Despite being hunted by viruses, it turns out that the mutated bacteria might actually be doing the environment a favor, potentially giving earthly efforts to combat climate change a microscopic but mighty ally. Examining 13 phage-resistant mutants from the Cellulophaga baltica bacteria, researchers observed two types of mutations: surface-level changes that block phage entry, and less understood metabolic mutations occurring inside the bacteria. Operating under threat, these bacteria developed a "sticky" quality, as noted by Marion Urvoy, a postdoctoral research associate at Ohio State, which did not seem to hinder their role but might enhance it in carbon sinking. "Both metabolic and surface mutations caused the bacteria to get stickier," Urvoy stated, as detailed by an Ohio State University publication.
While all mutations came with a cost, the stickiness associated with surface mutations was highly relevant to the transport of carbon to the ocean floor. The study showed these adaptations not only provide resistance to infections but have the surprising side effect of enhancing the bacteria's ability to contribute to the marine biological pump. Cristina Howard-Varona, a research scientist engaged in the work, noted the potential of this discovery and aims to delve deeper into the dynamics of intracellular resistance.

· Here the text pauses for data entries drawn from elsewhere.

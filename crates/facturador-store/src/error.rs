//! # Store Error Types
//!
//! ## Error Flow
//! ```text
//! ┌─────────────────────────────────────────────────────────────────────────┐
//! │                    Error Propagation                                    │
//! │                                                                         │
//! │  sqlx::Error / serde_json::Error                                       │
//! │       │                                                                 │
//! │       ▼                                                                 │
//! │  StoreError (this module) ← Adds context and categorization            │
//! │       │                                                                 │
//! │       ▼                                                                 │
//! │  EngineError (facturador-engine)                                       │
//! └─────────────────────────────────────────────────────────────────────────┘
//! ```

use thiserror::Error;

/// Storage operation errors.
#[derive(Debug, Error)]
pub enum StoreError {
    /// Database connection failed.
    ///
    /// ## When This Occurs
    /// - Database file can't be created (permissions, missing directory)
    /// - Disk full
    #[error("Connection failed: {0}")]
    ConnectionFailed(String),

    /// Migration failed.
    #[error("Migration failed: {0}")]
    MigrationFailed(String),

    /// Query execution failed.
    #[error("Query failed: {0}")]
    QueryFailed(String),

    /// Pool exhausted (all connections in use).
    #[error("Connection pool exhausted")]
    PoolExhausted,

    /// A stored value is not the JSON document we expect under that key.
    ///
    /// ## When This Occurs
    /// - Another tool wrote to the store
    /// - A value from an older, incompatible version
    #[error("Invalid value stored under '{key}': {reason}")]
    InvalidDocument { key: String, reason: String },

    /// A value could not be serialized for storage.
    #[error("Serialization failed: {0}")]
    Serialization(String),

    /// Internal storage error.
    #[error("Internal storage error: {0}")]
    Internal(String),
}

impl StoreError {
    /// Creates an InvalidDocument error for `key`.
    pub fn invalid_document(key: impl Into<String>, reason: impl Into<String>) -> Self {
        StoreError::InvalidDocument {
            key: key.into(),
            reason: reason.into(),
        }
    }
}

/// Convert sqlx errors to StoreError.
impl From<sqlx::Error> for StoreError {
    fn from(err: sqlx::Error) -> Self {
        match err {
            sqlx::Error::Database(db_err) => StoreError::QueryFailed(db_err.message().to_string()),
            sqlx::Error::PoolTimedOut => StoreError::PoolExhausted,
            sqlx::Error::PoolClosed => StoreError::ConnectionFailed("Pool is closed".to_string()),
            _ => StoreError::Internal(err.to_string()),
        }
    }
}

impl From<sqlx::migrate::MigrateError> for StoreError {
    fn from(err: sqlx::migrate::MigrateError) -> Self {
        StoreError::MigrationFailed(err.to_string())
    }
}

impl From<serde_json::Error> for StoreError {
    fn from(err: serde_json::Error) -> Self {
        StoreError::Serialization(err.to_string())
    }
}

/// Result type for storage operations.
pub type StoreResult<T> = Result<T, StoreError>;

However, not all effects were beneficial. Mutation-induced changes surfaced, causing a slowdown in growth rates, which might ripple through the microbial ecosystem, Urvoy explained. The surface mutations, while offering broader resistance to multiple phages, seemed to come at a greater cost, resulting in the bacteria growing more slowly overall. This complexity illustrates the delicate balance microorganisms maintain while influencing vast ecological processes. Senior study author Matthew Sullivan, professor at Ohio State, emphasized the importance of understanding these microbial dynamics due to their impact on global climate through carbon cycling.
The importance of this research is underlined by its supporters: the U.S. National Science Foundation, the U.S. Department of Energy, and the Swedish Research Council. Alongside Urvoy, the study's contributors include a diverse team from Ohio State, Oak Ridge National Laboratory, University of Arizona, and Linnaeus University in Sweden, working together to unravel the multifaceted roles that viruses and bacteria play in our marine ecosystems.